Weirdly, I sort-of got sucked in by that triumphalist patter. I have an inconsistent response to that sort of thing! If it's happening live, I'll almost certainly flinch away in embarrassment, but in a movie (or Scientology video) there's something, uh, hypnotic about the pleasure it takes in its own obviousness. And like Scientology videos, Now You See Me spends a lot of time and money ramping up a vague or impenetrable claim (as when Jesse Eisenberg 'controls the rain' one night in London in what basically amounts to this scene from Wet Hot American Summer) with jump cuts, powerful Ted-Talk-style stage-striding and power poses, inspirational/aggro music, strobe lighting, lens flares...all sizzle, no steak, which it turns out is kind of an amazing genre. Like going to a restaurant that doesn't have any food but pipes in various industrial flavor smells. Which feels in keeping, I think, with Eisenberg's sort-of-atheist-David-Copperfield pivot, as well as the constant evasions/cut-aways whenever the subject of “The Eye” comes up: no God, no center, no sorcery, but always the possibility just in case that would make for a cool twist later. It's the most “It’s the journey, not the destination” thing I've ever seen. Most heist/caper movies that are a little like this one (not that any movie is a lot like this one) take a great deal of pleasure in the final reveal, in the extraction of as much detail as possible to the initial mystery, but there are so many reveals in this franchise that the details became totally meaningless, unnecessary, untethered to anything. I was faking it the whole time. I was never there. I am my own twin brother. I was the hobo. I could speak Mandarin the whole time. I was always on your side. Etc.
Speaking of the overcomplicated/overly-determined father-and-son structure, does that mean that Morgan Freeman was the Bad Dad to Lionel Shrike's Good Dad? Your dead dad, who loved you, was secretly my best friend; I've been waiting for you to guess it for 30 years. Now you're my illegitimate son, whom I love (shades of Daniel Radcliffe, again).
The future of the franchise could really just be paternity reveal after paternity reveal, if they wanted to go that route.

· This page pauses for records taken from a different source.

// src/commands.rs
use std::fs;

use anyhow::{bail, Context};
use cliq_hub_client::{
    ClientContext, GenerateRequest, Navigation, NewTemplate, RouteMatch, TemplateSummary,
    YamlEncoding,
};

use crate::{Command, TemplatesCommand};

pub(crate) async fn run(context: &ClientContext, command: Command) -> anyhow::Result<()> {
    match command {
        Command::Login { email, password } => {
            let user = context.session.try_login(&email, &password).await?;
            println!("Signed in as {} (id {})", user.username, user.id);
        }
        Command::Register {
            username,
            email,
            password,
        } => {
            context
                .session
                .try_register(&username, &email, &password)
                .await?;
            println!("Registered {username}, run `cliq-hub login` to sign in");
        }
        Command::Logout => {
            context.session.logout();
            println!("Signed out");
        }
        Command::Whoami => match (context.session.is_authenticated(), context.session.user()) {
            (true, Some(user)) => println!("{} (id {})", user.username, user.id),
            (true, None) => println!("Signed in, user record unavailable"),
            (false, _) => println!("Not signed in"),
        },
        Command::Templates { command } => templates(context, command).await?,
        Command::Generate {
            command_example,
            name,
            description,
            author,
            output,
        } => {
            let mut request = GenerateRequest::new(command_example);
            request.name = name;
            request.description = description;
            request.author = author;
            request.encoding = Some(YamlEncoding::Base64);

            let generated = context.templates.try_generate_template(&request).await?;
            let yaml = generated.yaml_text()?;
            match output {
                Some(path) => {
                    fs::write(&path, yaml)
                        .with_context(|| format!("writing {}", path.display()))?;
                    println!("Wrote {}", path.display());
                }
                None => print!("{yaml}"),
            }
        }
        Command::Route { location, guarded } => {
            if guarded {
                match context.routes.navigate(&location, &context.session)? {
                    Navigation::Render(matched) => print_match(&matched),
                    Navigation::Redirect { to, from } => println!("redirect {from} -> {to}"),
                }
            } else {
                print_match(&context.routes.resolve(&location)?);
            }
        }
    }

    Ok(())
}

async fn templates(context: &ClientContext, command: TemplatesCommand) -> anyhow::Result<()> {
    match command {
        TemplatesCommand::List => {
            context.templates.try_fetch_templates().await?;
            for template in context.templates.templates() {
                println!("{}", summary_line(&template));
            }
        }
        TemplatesCommand::Show { id } => {
            let detail = context.templates.try_fetch_template(id).await?;
            println!("{}", serde_json::to_string_pretty(detail.raw())?);
        }
        TemplatesCommand::Upload {
            file,
            title,
            description,
        } => {
            if !context.session.is_authenticated() {
                bail!("not signed in, run `cliq-hub login` first");
            }
            let content = fs::read_to_string(&file)
                .with_context(|| format!("reading {}", file.display()))?;
            let draft = NewTemplate {
                title,
                description,
                content,
            };
            let created = context.templates.try_create_template(&draft).await?;
            match created.get("ID").or_else(|| created.get("id")) {
                Some(id) => println!("Uploaded template {id}"),
                None => println!("Uploaded template"),
            }
        }
    }

    Ok(())
}

fn summary_line(template: &TemplateSummary) -> String {
    let id = template
        .id()
        .map(|id| id.to_string())
        .unwrap_or_else(|| "-".to_string());
    match (template.title(), template.description()) {
        (Some(title), Some(description)) if !description.is_empty() => {
            format!("{id}\t{title}\t{description}")
        }
        (Some(title), _) => format!("{id}\t{title}"),
        _ => format!("{id}\t{}", template.raw()),
    }
}

fn print_match(matched: &RouteMatch<'_>) {
    println!("{} -> {} ({})", matched.name, matched.view, matched.module.title);
    for (key, value) in &matched.params {
        println!("  param {key}={value}");
    }
    for (key, value) in &matched.query {
        println!("  query {key}={value}");
    }
}
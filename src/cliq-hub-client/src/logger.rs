// src/logger.rs
#[macro_export]
macro_rules! debug_log {
    ($($arg:tt)*) => {
        tracing::debug!($($arg)*)
    }
}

Grace: Roll on Now You See Me Three: I'm a Shrike, You're a Shrike, Everyone's a Shrike-Shrike! Fathers and sons are one axis for logics of substitution in this movie, but the other one is brothers, of which there are two. As you've said, Woody Harrelson hate-crimes his way through a performance as his own flaming double, but in a sense he's the less significant of the two. More central is Dave Franco, whose very name — Dave — seems to be code for “My Older Brother Is More Famous.” He's America's little brother; Zac Efron, if Zac Efron had been relentlessly bulled by someone slightly less attractive. His perfect body has been squeezed into the most handsome Levi's and a plain white tee, and he's Granny's favorite, but he's still the runt of the litter, and everything he says or does reveals the fact. It is incredibly sexy. I have always swooned for the most handsome failson in America, and nowhere is he sexier than when he pats the enormous wooden “cards” with which he is beautifully selling an unimpressive trick somewhere in foggy London town. It's so humiliating, and so perfect, that in this franchise he is made to play second fiddle to, of all people, Jesse Eisenberg.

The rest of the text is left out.